Republican Convention Day #2
Sean Evans, Chair and Associate Professor of Political Science
Sep 3, 2008
The Republicans (the Democrats did it also) do this for two reasons. First, one of the two most important factors that influence the vote decision is whether a voter likes or dislikes a candidate (the other is policy agreement). This was especially important during a time of declining partisanship. Candidates could not rely on partisans alone to win so they emphasized their personal characteristics to appeal to voters. Second, McCain needs to distance himself from the Republican Party and George Bush because the Republican brand name has been run in the dirt due to the performance, real and perceived, of the Bush Administration.
So how did the Republicans do last night? Fairly well I believe. The mantra of the Democrats have been the "Bush-McCain years," "more of the same," etc. And one of the primary goals of the Republican convention was to rebrand the party more in McCain's image. His media narrative for years has been as the maverick -- whether in opposing pork barrel spending, pushing campaign finance reform, working on immigration reform, etc. That is also why he chose Gov. Palin because she also had that maverick/reform image.
Last night, Sen. Fred Thompson told a story of a maverick since the day he was born. Whether it was setting records for demerits earned at the Naval Academy, his choice of girlfriends, his time as a POW (especially refusing the opportunity to go home early), to his time in the Senate, he was a maverick. This story is meant to counter the Democratic narrative of "McSame" [as Bush]. The story of his time in a POW camp was particularly compelling.
Thompson was also able to idnetifiy the values of McCain and why they are something that voters should consider. One of Thompson's best lines was that being a POW did not qualify him for the presidency but showed his character which is important to being president. He then used his life story to show that McCain had the wisdom, judgment, experience, character, temperament, etc. to be president. This was a subtle contrast to the Democratic "celebrity" candidate.

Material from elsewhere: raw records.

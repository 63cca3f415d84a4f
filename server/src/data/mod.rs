//! Data storage layer
//!
//! - `traits` - Collaborator traits consumed by the ingest pipeline
//! - `memory` - In-process backend (ephemeral runs, tests)
//! - `duckdb` - Embedded file database backend
//! - `cached` - moka write cache in front of either catalog

pub mod cached;
pub mod duckdb;
pub mod memory;
pub mod traits;

pub use cached::{CachedDataTypeCatalog, CachedTagCatalog, CatalogCacheConfig};
pub use duckdb::{DuckdbError, DuckdbService};
pub use memory::MemoryBackend;
pub use traits::{DataTypeCatalog, MetricStore, TagCatalog};

use std::sync::Arc;

use tokio::sync::watch;
use tokio::task::JoinHandle;

use crate::core::config::{DatabaseConfig, StorageBackend};
use crate::core::storage::AppStorage;
use crate::data::duckdb::{DuckdbDataTypeCatalog, DuckdbMetricStore, DuckdbTagCatalog};

/// Collaborators handed to the ingest service
#[derive(Clone)]
pub struct MetricSinks {
    pub data_types: Arc<dyn DataTypeCatalog>,
    pub tags: Arc<dyn TagCatalog>,
    pub store: Arc<dyn MetricStore>,
}

impl MetricSinks {
    /// Put a write cache in front of both catalogs
    pub fn with_catalog_cache(self, config: CatalogCacheConfig) -> Self {
        Self {
            data_types: Arc::new(CachedDataTypeCatalog::new(self.data_types, config)),
            tags: Arc::new(CachedTagCatalog::new(self.tags, config)),
            store: self.store,
        }
    }
}

/// Metric storage backend selected by configuration
pub enum MetricsBackend {
    Memory(Arc<MemoryBackend>),
    Duckdb(Arc<DuckdbService>),
}

impl MetricsBackend {
    pub async fn init(config: &DatabaseConfig, storage: &AppStorage) -> Result<Self, DuckdbError> {
        let backend = match config.backend {
            StorageBackend::Memory => Self::Memory(Arc::new(MemoryBackend::new())),
            StorageBackend::Duckdb => Self::Duckdb(Arc::new(DuckdbService::init(storage).await?)),
        };
        tracing::debug!(backend = backend.name(), "Metric storage initialized");
        Ok(backend)
    }

    pub fn name(&self) -> &'static str {
        match self {
            Self::Memory(_) => "memory",
            Self::Duckdb(_) => "duckdb",
        }
    }

    /// Build the collaborators, with the catalog cache when configured
    pub fn sinks(&self, cache: Option<CatalogCacheConfig>) -> MetricSinks {
        let sinks = match self {
            Self::Memory(m) => MetricSinks {
                data_types: m.data_types.clone(),
                tags: m.tags.clone(),
                store: m.store.clone(),
            },
            Self::Duckdb(db) => MetricSinks {
                data_types: Arc::new(DuckdbDataTypeCatalog::new(Arc::clone(db))),
                tags: Arc::new(DuckdbTagCatalog::new(Arc::clone(db))),
                store: Arc::new(DuckdbMetricStore::new(Arc::clone(db))),
            },
        };
        match cache {
            Some(config) => sinks.with_catalog_cache(config),
            None => sinks,
        }
    }

    /// Periodic checkpoint task (DuckDB only)
    pub fn start_checkpoint_task(&self, shutdown_rx: watch::Receiver<bool>) -> Option<JoinHandle<()>> {
        match self {
            Self::Memory(_) => None,
            Self::Duckdb(db) => Some(db.start_checkpoint_task(shutdown_rx)),
        }
    }

    /// Flush and close the underlying storage
    pub async fn close(&self) {
        if let Self::Duckdb(db) = self {
            if let Err(e) = db.checkpoint().await {
                tracing::warn!(error = %e, "DuckDB checkpoint failed");
            }
            if let Err(e) = Arc::clone(db).close().await {
                tracing::warn!(error = %e, "DuckDB close failed");
            }
        }
    }
}
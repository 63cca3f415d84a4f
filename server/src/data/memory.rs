//! In-memory metric backend
//!
//! Keeps everything in process memory. Used for ephemeral runs and tests.

use std::sync::Arc;

use async_trait::async_trait;
use dashmap::{DashMap, DashSet};
use parking_lot::RwLock;

use super::traits::{DataTypeCatalog, MetricStore, TagCatalog};
use crate::domain::metrics::{
    CatalogError, MetricBatch, MetricDataType, MetricRecord, MetricTag, StoreError,
};

/// A persisted sample together with the application it was submitted under
#[derive(Debug, Clone, PartialEq)]
pub struct StoredSample<T> {
    pub application_name: String,
    pub record: MetricRecord,
    pub value: T,
}

/// Samples split by kind, the way the DuckDB backend splits them into tables
#[derive(Debug, Default)]
pub struct MemoryMetricStore {
    long: RwLock<Vec<StoredSample<i64>>>,
    double: RwLock<Vec<StoredSample<f64>>>,
}

impl MemoryMetricStore {
    pub fn new() -> Self {
        Self::default()
    }

    pub fn long_samples(&self) -> Vec<StoredSample<i64>> {
        self.long.read().clone()
    }

    pub fn double_samples(&self) -> Vec<StoredSample<f64>> {
        self.double.read().clone()
    }

    pub fn len(&self) -> usize {
        self.long.read().len() + self.double.read().len()
    }

    pub fn is_empty(&self) -> bool {
        self.len() == 0
    }
}

#[async_trait]
impl MetricStore for MemoryMetricStore {
    async fn insert_batch(&self, batch: &MetricBatch) -> Result<(), StoreError> {
        let long: Vec<_> = batch
            .integer_samples()
            .map(|(r, value)| StoredSample {
                application_name: batch.id.clone(),
                record: r.clone(),
                value,
            })
            .collect();
        let double: Vec<_> = batch
            .float_samples()
            .map(|(r, value)| StoredSample {
                application_name: batch.id.clone(),
                record: r.clone(),
                value,
            })
            .collect();

        // Take both locks before writing so readers never see half a batch
        let mut long_guard = self.long.write();
        let mut double_guard = self.double.write();
        long_guard.extend(long);
        double_guard.extend(double);
        Ok(())
    }
}

#[derive(Debug, Default)]
pub struct MemoryDataTypeCatalog {
    types: DashMap<(String, String), MetricDataType>,
}

impl MemoryDataTypeCatalog {
    pub fn new() -> Self {
        Self::default()
    }

    pub fn get(&self, metric_name: &str, field_name: &str) -> Option<MetricDataType> {
        self.types
            .get(&(metric_name.to_string(), field_name.to_string()))
            .map(|entry| *entry.value())
    }

    pub fn len(&self) -> usize {
        self.types.len()
    }

    pub fn is_empty(&self) -> bool {
        self.types.is_empty()
    }
}

#[async_trait]
impl DataTypeCatalog for MemoryDataTypeCatalog {
    async fn register(&self, record: &MetricRecord) -> Result<(), CatalogError> {
        self.types.insert(
            (record.metric_name.clone(), record.field_name.clone()),
            record.data_type(),
        );
        Ok(())
    }
}

#[derive(Debug, Default)]
pub struct MemoryTagCatalog {
    entries: DashSet<MetricTag>,
}

impl MemoryTagCatalog {
    pub fn new() -> Self {
        Self::default()
    }

    pub fn contains(&self, entry: &MetricTag) -> bool {
        self.entries.contains(entry)
    }

    /// Entries registered for one application's metric, in no particular order
    pub fn entries_for(&self, application_name: &str, metric_name: &str) -> Vec<MetricTag> {
        self.entries
            .iter()
            .filter(|e| e.application_name == application_name && e.metric_name == metric_name)
            .map(|e| e.key().clone())
            .collect()
    }

    pub fn len(&self) -> usize {
        self.entries.len()
    }

    pub fn is_empty(&self) -> bool {
        self.entries.is_empty()
    }
}

#[async_trait]
impl TagCatalog for MemoryTagCatalog {
    async fn register(&self, batch_id: &str, record: &MetricRecord) -> Result<(), CatalogError> {
        self.entries.insert(MetricTag::from_record(batch_id, record));
        Ok(())
    }
}

/// The three in-memory collaborators, created together
#[derive(Debug, Default)]
pub struct MemoryBackend {
    pub store: Arc<MemoryMetricStore>,
    pub data_types: Arc<MemoryDataTypeCatalog>,
    pub tags: Arc<MemoryTagCatalog>,
}

impl MemoryBackend {
    pub fn new() -> Self {
        Self::default()
    }
}
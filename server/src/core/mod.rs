//! Core application infrastructure

pub(crate) mod banner;
pub mod cli;
pub mod config;
pub mod constants;
pub mod shutdown;
pub mod storage;

pub use crate::app::CoreApp;
pub use cli::{CliConfig, Commands};
pub use config::{AppConfig, DatabaseConfig, IngestConfig, ServerConfig, StorageBackend};
pub use shutdown::ShutdownService;
pub use storage::{AppStorage, DataSubdir};
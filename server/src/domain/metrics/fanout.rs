//! Metadata registration pass over a converted batch

use std::sync::Arc;

use super::error::CatalogError;
use super::model::MetricBatch;
use crate::data::{DataTypeCatalog, TagCatalog};

/// Forwards every record to the data-type catalog, then the tag catalog.
///
/// Records are visited in batch order. The first failure stops the pass;
/// registrations already made are not undone.
#[derive(Clone)]
pub struct MetadataFanout {
    data_types: Arc<dyn DataTypeCatalog>,
    tags: Arc<dyn TagCatalog>,
}

impl MetadataFanout {
    pub fn new(data_types: Arc<dyn DataTypeCatalog>, tags: Arc<dyn TagCatalog>) -> Self {
        Self { data_types, tags }
    }

    pub async fn register(&self, batch: &MetricBatch) -> Result<(), CatalogError> {
        for record in &batch.records {
            self.data_types.register(record).await?;
            self.tags.register(&batch.id, record).await?;
        }
        tracing::trace!(
            batch_id = %batch.id,
            records = batch.len(),
            "Metadata registered"
        );
        Ok(())
    }
}
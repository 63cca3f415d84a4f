//! Tag filtering policy
//!
//! Reserved tag keys (by default only `host`) are surfaced as dedicated record
//! attributes. The filter decides which of a metric's tags are attached to its
//! records as generic labels.

use std::collections::{BTreeMap, BTreeSet};
use std::fmt;
use std::sync::Arc;

use serde::{Deserialize, Serialize};

use super::model::Tag;

/// Tag key whose value becomes the record's host attribute
pub const HOST_TAG: &str = "host";

/// Which side of the reserved-key set is kept as generic tags
#[derive(Debug, Clone, Copy, Default, PartialEq, Eq, Deserialize, Serialize)]
#[serde(rename_all = "lowercase")]
pub enum TagFilterMode {
    /// Keep every tag whose key is not reserved
    #[default]
    Exclude,
    /// Keep only tags whose key is reserved
    Include,
}

impl fmt::Display for TagFilterMode {
    fn fmt(&self, f: &mut fmt::Formatter<'_>) -> fmt::Result {
        match self {
            TagFilterMode::Exclude => write!(f, "exclude"),
            TagFilterMode::Include => write!(f, "include"),
        }
    }
}

/// Read-only tag policy shared by every request
#[derive(Debug, Clone, PartialEq, Eq)]
pub struct TagFilter {
    mode: TagFilterMode,
    reserved: BTreeSet<String>,
}

impl Default for TagFilter {
    fn default() -> Self {
        Self::new(TagFilterMode::Exclude, [HOST_TAG])
    }
}

impl TagFilter {
    pub fn new<I, S>(mode: TagFilterMode, reserved: I) -> Self
    where
        I: IntoIterator<Item = S>,
        S: Into<String>,
    {
        Self {
            mode,
            reserved: reserved.into_iter().map(Into::into).collect(),
        }
    }

    pub fn mode(&self) -> TagFilterMode {
        self.mode
    }

    pub fn reserved(&self) -> impl Iterator<Item = &str> {
        self.reserved.iter().map(String::as_str)
    }

    fn keeps(&self, key: &str) -> bool {
        let reserved = self.reserved.contains(key);
        match self.mode {
            TagFilterMode::Exclude => !reserved,
            TagFilterMode::Include => reserved,
        }
    }

    /// Filter a raw tag map. Output is ordered by key.
    pub fn apply(&self, tags: &BTreeMap<String, String>) -> Vec<Tag> {
        tags.iter()
            .filter(|(k, _)| self.keeps(k))
            .map(|(k, v)| Tag::new(k.as_str(), v.as_str()))
            .collect()
    }

    /// Filter an already-built tag sequence, keeping its order
    pub fn apply_tags(&self, tags: &[Tag]) -> Vec<Tag> {
        tags.iter().filter(|t| self.keeps(&t.key)).cloned().collect()
    }

    /// Host value and filtered tags for one metric
    pub fn split(&self, tags: &BTreeMap<String, String>) -> (String, Arc<[Tag]>) {
        let host = tags.get(HOST_TAG).cloned().unwrap_or_default();
        (host, Arc::from(self.apply(tags)))
    }
}
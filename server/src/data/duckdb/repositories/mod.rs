//! DuckDB repositories
//!
//! Synchronous functions over a borrowed connection. Callers run them on the
//! blocking pool via `DuckdbService::run_query`.

pub mod catalog;
pub mod metric;

use crate::domain::metrics::Tag;

/// Encode a tag sequence as a JSON object (`{"region":"us"}`)
pub(crate) fn tags_json(tags: &[Tag]) -> String {
    let map: serde_json::Map<String, serde_json::Value> = tags
        .iter()
        .map(|t| (t.key.clone(), serde_json::Value::String(t.value.clone())))
        .collect();
    serde_json::Value::Object(map).to_string()
}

I think Senator Joe Lieberman was just as effective because he is living proof of McCain's maverick image. The fact that a Democrat, and not just any Democrat, but the Democratic nominee for Vice President in 2000 who ran against George Bush endorsed McCain is significant. Lieberman also did what others Republicans could not which is point out ways that McCain differs from Bush focusing on having more troops in Iraq after the invasion and supporting the surge before Bush made it his policy. Moreover, these cross party endorsements are rare and the fact that he not only did this, but spoke at teh convention and slammed the Democratic nominee is signficant. His direct appeal to independents and Democrats at the end of his speech to vote for John McCain reinforces his maverick image.
A few other comments on the night's activities. First, Republicans are going to have to more directly confront and attach Obama and the Democratic platform. McCain is making the campaign about personality which means that he needs to define Obama as much as himself. McCain's task of defining himself is easier because "maverick" has been the media narrative for 20 years. It is hard for the Democrats to change that and for the media to change their narrative after all this time.

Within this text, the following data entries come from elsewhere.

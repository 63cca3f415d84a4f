use clap::{Parser, Subcommand};

use std::path::PathBuf;

use super::config::StorageBackend;
use super::constants::{
    ENV_CATALOG_CACHE_MAX_ENTRIES, ENV_CONFIG, ENV_DEBUG, ENV_HOST, ENV_PORT, ENV_RESERVED_TAGS,
    ENV_STORAGE_BACKEND, ENV_TAG_FILTER,
};
use crate::domain::metrics::TagFilterMode;

#[derive(Parser)]
#[command(name = "sysmetric")]
#[command(version, about = "Telegraf system metric collector", long_about = None)]
pub struct Cli {
    #[command(subcommand)]
    pub command: Option<Commands>,

    /// Server host address
    #[arg(long, short = 'H', global = true, env = ENV_HOST)]
    pub host: Option<String>,

    /// Server port
    #[arg(long, short = 'p', global = true, env = ENV_PORT)]
    pub port: Option<u16>,

    /// Enable debug mode (writes accepted Telegraf payloads to debug folder)
    #[arg(long, global = true, env = ENV_DEBUG)]
    pub debug: bool,

    /// Path to config file
    #[arg(long, short = 'c', global = true, env = ENV_CONFIG)]
    pub config: Option<PathBuf>,

    /// Metric storage backend (memory or duckdb)
    #[arg(long, global = true, env = ENV_STORAGE_BACKEND, value_parser = parse_storage_backend)]
    pub storage: Option<StorageBackend>,

    /// Reserved tag keys, comma separated (default: host)
    #[arg(long, global = true, env = ENV_RESERVED_TAGS, value_delimiter = ',')]
    pub reserved_tags: Option<Vec<String>>,

    /// Tag filter mode (exclude or include)
    #[arg(long, global = true, env = ENV_TAG_FILTER, value_parser = parse_tag_filter)]
    pub tag_filter: Option<TagFilterMode>,

    /// Maximum catalog cache entries (0 disables the cache)
    #[arg(long, global = true, env = ENV_CATALOG_CACHE_MAX_ENTRIES)]
    pub catalog_cache_max_entries: Option<u64>,
}

/// Parse storage backend from CLI/env string
fn parse_storage_backend(s: &str) -> Result<StorageBackend, String> {
    match s.to_lowercase().as_str() {
        "memory" => Ok(StorageBackend::Memory),
        "duckdb" => Ok(StorageBackend::Duckdb),
        _ => Err(format!(
            "Invalid storage backend '{}'. Valid options: memory, duckdb",
            s
        )),
    }
}

/// Parse tag filter mode from CLI/env string
fn parse_tag_filter(s: &str) -> Result<TagFilterMode, String> {
    match s.to_lowercase().as_str() {
        "exclude" => Ok(TagFilterMode::Exclude),
        "include" => Ok(TagFilterMode::Include),
        _ => Err(format!(
            "Invalid tag filter '{}'. Valid options: exclude, include",
            s
        )),
    }
}

#[derive(Subcommand, Clone, Debug)]
pub enum Commands {
    /// Start the server (default command)
    Start,
}

/// Configuration derived from CLI arguments
#[derive(Debug, Clone, Default)]
pub struct CliConfig {
    pub host: Option<String>,
    pub port: Option<u16>,
    pub debug: bool,
    pub config: Option<PathBuf>,
    pub storage: Option<StorageBackend>,
    pub reserved_tags: Option<Vec<String>>,
    pub tag_filter: Option<TagFilterMode>,
    pub catalog_cache_max_entries: Option<u64>,
}

/// Parse CLI arguments and return config with command
pub fn parse() -> (CliConfig, Option<Commands>) {
    let cli = Cli::parse();
    let config = CliConfig {
        host: cli.host,
        port: cli.port,
        debug: cli.debug,
        config: cli.config,
        storage: cli.storage,
        reserved_tags: cli.reserved_tags,
        tag_filter: cli.tag_filter,
        catalog_cache_max_entries: cli.catalog_cache_max_entries,
    };
    (config, cli.command)
}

Obama, on the other hand, is a lesser known person in the since that his newness means that he is still subject to definition. Last night, Thompson has some subtle digs at Obama but Republicans may need to be more direct like Lieberman who said "eloquence is no substitute for a record."
Second, the Republicans started to lay out the arguments against the Democratic policies which is also effective. Thompson did a good job of saying how corporate taxes don't affect anyone except those who buy groceries, fill up gas tanks, etc. He showed that tax increases are passed to consumers and that they will pay for it one way or the other. Showing how taxes would affect the little guy was also effective.

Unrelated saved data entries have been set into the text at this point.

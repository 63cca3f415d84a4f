//! Header and body extractors for the collector routes

use std::ops::Deref;

use axum::Json;
use axum::extract::rejection::JsonRejection;
use axum::extract::{FromRequest, FromRequestParts, Request};
use axum::http::StatusCode;
use axum::http::request::Parts;
use axum::response::{IntoResponse, Response};
use serde::de::DeserializeOwned;

use crate::core::constants::APPLICATION_NAME_HEADER;

/// Value of the `Application-Name` header.
///
/// Only presence and encoding are checked here. The naming rules are
/// enforced together with the payload so every problem is reported at once.
#[derive(Debug, Clone)]
pub struct ApplicationName(pub String);

impl Deref for ApplicationName {
    type Target = str;

    fn deref(&self) -> &Self::Target {
        &self.0
    }
}

impl<S> FromRequestParts<S> for ApplicationName
where
    S: Send + Sync,
{
    type Rejection = ValidationRejection;

    async fn from_request_parts(parts: &mut Parts, _state: &S) -> Result<Self, Self::Rejection> {
        let value = parts
            .headers
            .get(APPLICATION_NAME_HEADER)
            .ok_or(ValidationRejection::MissingApplicationName)?;
        let name = value
            .to_str()
            .map_err(|_| ValidationRejection::InvalidApplicationName)?;
        Ok(Self(name.trim().to_string()))
    }
}

/// JSON body extractor whose rejections use the API error shape
#[derive(Debug)]
pub struct JsonBody<T>(pub T);

impl<S, T> FromRequest<S> for JsonBody<T>
where
    S: Send + Sync,
    T: DeserializeOwned,
{
    type Rejection = ValidationRejection;

    async fn from_request(req: Request, state: &S) -> Result<Self, Self::Rejection> {
        let Json(value) = Json::<T>::from_request(req, state)
            .await
            .map_err(ValidationRejection::Json)?;
        Ok(Self(value))
    }
}

/// Extractor rejection with structured error response
#[derive(Debug)]
pub enum ValidationRejection {
    /// `Application-Name` header absent
    MissingApplicationName,
    /// `Application-Name` header is not visible ASCII
    InvalidApplicationName,
    /// Failed to parse JSON body
    Json(JsonRejection),
}

impl IntoResponse for ValidationRejection {
    fn into_response(self) -> Response {
        let (status, code, message) = match self {
            Self::MissingApplicationName => (
                StatusCode::BAD_REQUEST,
                "MISSING_APPLICATION_NAME",
                format!("Missing {} header", APPLICATION_NAME_HEADER),
            ),
            Self::InvalidApplicationName => (
                StatusCode::BAD_REQUEST,
                "INVALID_APPLICATION_NAME",
                format!("{} header must be visible ASCII", APPLICATION_NAME_HEADER),
            ),
            Self::Json(rejection) => (
                rejection.status(),
                "JSON_PARSE_ERROR",
                rejection.body_text(),
            ),
        };
        tracing::debug!(code, message = %message, "Request rejected");
        (
            status,
            Json(serde_json::json!({
                "error": "bad_request",
                "code": code,
                "message": message
            })),
        )
            .into_response()
    }
}

#[cfg(test)]
mod tests {
    use super::*;
    use axum::body::Body;
    use axum::http::header::CONTENT_TYPE;

    async fn extract_name(request: axum::http::Request<Body>) -> Result<ApplicationName, ValidationRejection> {
        let (mut parts, _) = request.into_parts();
        ApplicationName::from_request_parts(&mut parts, &()).await
    }

    #[tokio::test]
    async fn test_application_name_present() {
        let request = axum::http::Request::builder()
            .header(APPLICATION_NAME_HEADER, " billing-api ")
            .body(Body::empty())
            .unwrap();
        let name = extract_name(request).await.unwrap();
        assert_eq!(&*name, "billing-api");
    }

    #[tokio::test]
    async fn test_application_name_missing() {
        let request = axum::http::Request::builder().body(Body::empty()).unwrap();
        let rejection = extract_name(request).await.unwrap_err();
        assert!(matches!(rejection, ValidationRejection::MissingApplicationName));
        assert_eq!(rejection.into_response().status(), StatusCode::BAD_REQUEST);
    }

    #[tokio::test]
    async fn test_application_name_not_ascii() {
        let value = axum::http::HeaderValue::from_bytes(&[0xE2, 0x82, 0xAC]).unwrap();
        let request = axum::http::Request::builder()
            .header(APPLICATION_NAME_HEADER, value)
            .body(Body::empty())
            .unwrap();
        let rejection = extract_name(request).await.unwrap_err();
        assert!(matches!(rejection, ValidationRejection::InvalidApplicationName));
    }

    #[tokio::test]
    async fn test_json_body_malformed() {
        let request = axum::http::Request::builder()
            .header(CONTENT_TYPE, "application/json")
            .body(Body::from("{not json"))
            .unwrap();
        let result = JsonBody::<serde_json::Value>::from_request(request, &()).await;
        let response = result.unwrap_err().into_response();
        assert_eq!(response.status(), StatusCode::BAD_REQUEST);
    }
}
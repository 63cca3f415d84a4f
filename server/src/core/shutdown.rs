//! Centralized shutdown management

use std::sync::Arc;
use std::time::Duration;

use tokio::sync::{Mutex, watch};
use tokio::task::JoinHandle;

use super::constants::SHUTDOWN_TIMEOUT_SECS;
use crate::data::MetricsBackend;

/// Centralized shutdown service for coordinating graceful shutdown
#[derive(Clone)]
pub struct ShutdownService {
    tx: Arc<watch::Sender<bool>>,
    rx: watch::Receiver<bool>,
    handles: Arc<Mutex<Vec<JoinHandle<()>>>>,
    backend: Arc<MetricsBackend>,
}

impl ShutdownService {
    pub fn new(backend: Arc<MetricsBackend>) -> Self {
        let (tx, rx) = watch::channel(false);
        Self {
            tx: Arc::new(tx),
            rx,
            handles: Arc::new(Mutex::new(Vec::new())),
            backend,
        }
    }

    /// Register a background task handle to be awaited during shutdown
    pub async fn register(&self, handle: JoinHandle<()>) {
        self.handles.lock().await.push(handle);
    }

    pub fn subscribe(&self) -> watch::Receiver<bool> {
        self.rx.clone()
    }

    pub fn trigger(&self) {
        let _ = self.tx.send(true);
    }

    pub fn is_triggered(&self) -> bool {
        *self.rx.borrow()
    }

    /// Trigger shutdown, wait for registered tasks, then close storage
    ///
    /// Requests already inside the handler finish before axum returns, so
    /// storage is closed only after the last batch has been written.
    pub async fn shutdown(&self) {
        tracing::debug!("Initiating graceful shutdown...");
        self.trigger();

        let handles = std::mem::take(&mut *self.handles.lock().await);
        tracing::debug!(
            count = handles.len(),
            "Waiting for background tasks to finish..."
        );

        let timeout = Duration::from_secs(SHUTDOWN_TIMEOUT_SECS);
        match tokio::time::timeout(timeout, futures::future::join_all(handles)).await {
            Ok(_) => tracing::debug!("All background tasks completed"),
            Err(_) => {
                tracing::warn!(
                    timeout_secs = timeout.as_secs(),
                    "Timeout waiting for background tasks"
                );
            }
        }

        tracing::debug!(backend = self.backend.name(), "Closing metric storage...");
        self.backend.close().await;

        tracing::debug!("Shutdown complete");
    }

    /// Owned future for axum graceful shutdown
    pub fn wait(&self) -> impl std::future::Future<Output = ()> + Send + 'static {
        let mut rx = self.rx.clone();
        async move {
            let _ = rx.wait_for(|&v| v).await;
        }
    }

    /// Install OS signal handlers and auto-trigger on Ctrl+C/SIGTERM
    pub fn install_signal_handlers(&self) {
        let service = self.clone();
        tokio::spawn(async move {
            let ctrl_c = async {
                if let Err(e) = tokio::signal::ctrl_c().await {
                    tracing::error!(error = %e, "Failed to install Ctrl+C handler");
                    std::future::pending::<()>().await;
                }
            };

            #[cfg(unix)]
            let terminate = async {
                use tokio::signal::unix::{SignalKind, signal};
                match signal(SignalKind::terminate()) {
                    Ok(mut sig) => {
                        sig.recv().await;
                    }
                    Err(e) => {
                        tracing::error!(error = %e, "Failed to install SIGTERM handler");
                        std::future::pending::<()>().await;
                    }
                }
            };

            #[cfg(not(unix))]
            let terminate = std::future::pending::<()>();

            tokio::select! {
                _ = ctrl_c => tracing::debug!("Received Ctrl+C, shutting down"),
                _ = terminate => tracing::debug!("Received SIGTERM, shutting down"),
            }

            service.trigger();
        });
    }
}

Third, stop whining over the press coverage of Sarah Palin. Attacking the liberal media is easy in a Republican crowd but is less effective than directly confronting the arguments against Palin. And you need more substantive arguments that "commander-in-chief of the Alaskan national guard" to argue that she is ready to be president.
Fourth, Joe Liberman's days as a Democrat are numbered. I understand that he has not ties to the Senate Democrats after he lost the CT Democratic primary and their campaign against him in November. But, his attacks on Obama went too far for his own good. When he told Senate Democratic Leader Harry Reid that he would speak at the Republican convention, he said that he would discuss the positive of McCain and not attack Obama or Democratic policies. He failed on the last two points and that is unacceptable to Senate Democrats. Democrats needed his vote to organize the Senate in this congress and that is why they protected his seniority and allowed him to chair the Government Reform and Homeland Security Committee. No more. Sen. Reid and the Democrats must punish Lieberman for his heresy. Even if they need his vote for 60 in the Senate to break filibusters, they must punish him. Because if they do not, the Senate leadership sends a signal to every other Democrat that opposing the party leads to no consequences. They cannot have that and enact their agenda in the coming congress. The Democrats should also curtail money to CT and secretly recruit someone to run against Lieberman who can defeat him not just in a primary but also in the general election.
Tonight, is the big night for Palin. She needs to make a great speech to reverse media narratives about her so that she is not the focus of the campaign and before a negative narrative is developed ala Dan Quayle. This is literally the "speech of her life" and will soon know how well she did.